| DATA RECORDS |

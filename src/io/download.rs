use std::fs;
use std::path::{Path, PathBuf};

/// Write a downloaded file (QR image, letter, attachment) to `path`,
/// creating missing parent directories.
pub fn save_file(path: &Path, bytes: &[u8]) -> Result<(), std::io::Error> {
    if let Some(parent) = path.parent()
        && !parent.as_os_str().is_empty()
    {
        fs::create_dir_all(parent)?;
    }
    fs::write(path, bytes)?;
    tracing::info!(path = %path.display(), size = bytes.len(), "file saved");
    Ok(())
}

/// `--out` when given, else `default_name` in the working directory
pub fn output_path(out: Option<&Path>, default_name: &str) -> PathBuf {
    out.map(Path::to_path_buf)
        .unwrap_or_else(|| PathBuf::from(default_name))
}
...
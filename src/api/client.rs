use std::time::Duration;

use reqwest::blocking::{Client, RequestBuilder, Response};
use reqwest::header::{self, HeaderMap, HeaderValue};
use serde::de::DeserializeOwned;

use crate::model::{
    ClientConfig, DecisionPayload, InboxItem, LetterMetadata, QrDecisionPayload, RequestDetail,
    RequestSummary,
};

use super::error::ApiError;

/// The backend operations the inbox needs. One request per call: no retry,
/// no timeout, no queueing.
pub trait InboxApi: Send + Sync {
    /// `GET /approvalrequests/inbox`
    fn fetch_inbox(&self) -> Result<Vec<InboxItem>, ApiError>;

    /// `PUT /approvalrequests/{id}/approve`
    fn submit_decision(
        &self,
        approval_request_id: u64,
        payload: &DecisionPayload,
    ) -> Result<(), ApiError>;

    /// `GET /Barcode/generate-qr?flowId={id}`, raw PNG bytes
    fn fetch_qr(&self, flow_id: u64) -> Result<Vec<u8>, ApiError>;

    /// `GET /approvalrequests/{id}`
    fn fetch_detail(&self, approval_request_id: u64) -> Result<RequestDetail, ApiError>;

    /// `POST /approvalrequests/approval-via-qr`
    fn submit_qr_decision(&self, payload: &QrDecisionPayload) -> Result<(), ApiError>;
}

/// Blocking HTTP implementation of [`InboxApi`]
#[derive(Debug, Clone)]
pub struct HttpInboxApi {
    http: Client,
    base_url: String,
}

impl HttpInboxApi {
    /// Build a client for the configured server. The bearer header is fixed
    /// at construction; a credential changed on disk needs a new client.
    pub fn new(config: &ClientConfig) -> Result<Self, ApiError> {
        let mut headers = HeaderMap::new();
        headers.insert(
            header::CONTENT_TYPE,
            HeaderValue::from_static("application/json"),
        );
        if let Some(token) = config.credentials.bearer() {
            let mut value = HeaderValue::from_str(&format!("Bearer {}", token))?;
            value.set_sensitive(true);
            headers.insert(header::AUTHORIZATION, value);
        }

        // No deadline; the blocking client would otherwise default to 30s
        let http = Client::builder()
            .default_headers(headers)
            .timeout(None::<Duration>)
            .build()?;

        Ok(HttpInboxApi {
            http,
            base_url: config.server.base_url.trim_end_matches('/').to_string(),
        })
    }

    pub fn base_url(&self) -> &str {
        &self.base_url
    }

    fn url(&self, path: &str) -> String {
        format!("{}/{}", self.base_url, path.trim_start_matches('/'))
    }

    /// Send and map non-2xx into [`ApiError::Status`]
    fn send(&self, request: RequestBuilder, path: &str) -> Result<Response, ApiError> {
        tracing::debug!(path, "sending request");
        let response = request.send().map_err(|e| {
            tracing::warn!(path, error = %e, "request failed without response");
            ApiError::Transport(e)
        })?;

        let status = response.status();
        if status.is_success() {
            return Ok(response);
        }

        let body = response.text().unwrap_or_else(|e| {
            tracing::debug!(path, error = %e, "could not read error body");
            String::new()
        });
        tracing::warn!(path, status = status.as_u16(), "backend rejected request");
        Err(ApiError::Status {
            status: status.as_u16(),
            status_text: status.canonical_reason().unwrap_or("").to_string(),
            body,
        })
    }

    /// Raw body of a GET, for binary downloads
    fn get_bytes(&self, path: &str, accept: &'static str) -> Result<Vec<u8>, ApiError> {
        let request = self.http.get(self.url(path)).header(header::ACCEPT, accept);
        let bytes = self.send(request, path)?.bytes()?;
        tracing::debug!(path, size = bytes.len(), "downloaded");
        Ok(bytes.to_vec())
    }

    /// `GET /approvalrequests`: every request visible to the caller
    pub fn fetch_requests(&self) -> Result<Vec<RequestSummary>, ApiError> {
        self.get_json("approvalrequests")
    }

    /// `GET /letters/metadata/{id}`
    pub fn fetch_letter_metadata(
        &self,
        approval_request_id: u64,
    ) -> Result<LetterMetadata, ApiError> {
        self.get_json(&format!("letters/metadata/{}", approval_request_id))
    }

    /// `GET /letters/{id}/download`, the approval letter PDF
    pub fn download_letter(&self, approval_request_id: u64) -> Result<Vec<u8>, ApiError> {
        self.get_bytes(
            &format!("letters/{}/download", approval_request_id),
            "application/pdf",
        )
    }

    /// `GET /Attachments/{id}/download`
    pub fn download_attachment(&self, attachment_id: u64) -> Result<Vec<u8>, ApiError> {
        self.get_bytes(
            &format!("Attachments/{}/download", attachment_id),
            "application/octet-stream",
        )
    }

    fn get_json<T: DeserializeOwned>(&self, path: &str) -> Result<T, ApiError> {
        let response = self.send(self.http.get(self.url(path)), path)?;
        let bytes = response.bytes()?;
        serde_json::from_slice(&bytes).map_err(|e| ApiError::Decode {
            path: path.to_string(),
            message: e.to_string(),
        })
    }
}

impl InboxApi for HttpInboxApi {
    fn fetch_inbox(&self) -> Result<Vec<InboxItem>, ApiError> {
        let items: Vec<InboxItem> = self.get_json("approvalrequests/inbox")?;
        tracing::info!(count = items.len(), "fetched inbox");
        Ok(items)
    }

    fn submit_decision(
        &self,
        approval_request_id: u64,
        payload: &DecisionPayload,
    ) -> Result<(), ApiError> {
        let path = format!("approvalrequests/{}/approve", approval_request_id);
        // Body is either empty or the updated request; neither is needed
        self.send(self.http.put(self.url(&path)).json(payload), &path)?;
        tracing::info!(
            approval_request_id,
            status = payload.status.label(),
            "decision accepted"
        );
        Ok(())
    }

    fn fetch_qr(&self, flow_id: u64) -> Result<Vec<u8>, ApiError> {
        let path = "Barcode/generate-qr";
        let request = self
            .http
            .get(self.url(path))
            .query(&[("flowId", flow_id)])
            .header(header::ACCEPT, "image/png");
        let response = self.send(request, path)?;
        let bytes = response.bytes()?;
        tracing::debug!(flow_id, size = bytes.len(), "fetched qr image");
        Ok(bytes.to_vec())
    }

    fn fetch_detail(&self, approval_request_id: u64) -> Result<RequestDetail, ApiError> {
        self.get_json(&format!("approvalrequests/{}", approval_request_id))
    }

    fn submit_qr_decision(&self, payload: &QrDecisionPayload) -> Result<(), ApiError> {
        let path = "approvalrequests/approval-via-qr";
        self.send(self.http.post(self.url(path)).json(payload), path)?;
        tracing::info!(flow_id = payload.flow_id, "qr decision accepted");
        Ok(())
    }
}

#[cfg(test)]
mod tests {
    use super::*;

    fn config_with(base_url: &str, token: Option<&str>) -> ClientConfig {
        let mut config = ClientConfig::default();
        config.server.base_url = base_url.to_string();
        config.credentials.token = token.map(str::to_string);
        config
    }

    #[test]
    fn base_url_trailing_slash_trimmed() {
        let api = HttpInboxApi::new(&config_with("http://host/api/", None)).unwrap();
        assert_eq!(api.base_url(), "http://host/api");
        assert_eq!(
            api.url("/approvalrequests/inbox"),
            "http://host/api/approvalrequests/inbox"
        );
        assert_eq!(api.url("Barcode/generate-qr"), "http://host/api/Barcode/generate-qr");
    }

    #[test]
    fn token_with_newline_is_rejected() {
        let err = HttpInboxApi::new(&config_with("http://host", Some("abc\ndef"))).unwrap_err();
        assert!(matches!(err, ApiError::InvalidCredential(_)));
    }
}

| EXERCISE DESCRIPTION |
Could you return all lines from the data above that contain the string "DeserializeOwned"?

| SOLUTION TO THE PROBLEM |
use serde::de::DeserializeOwned;
    fn get_json<T: DeserializeOwned>(&self, path: &str) -> Result<T, ApiError> {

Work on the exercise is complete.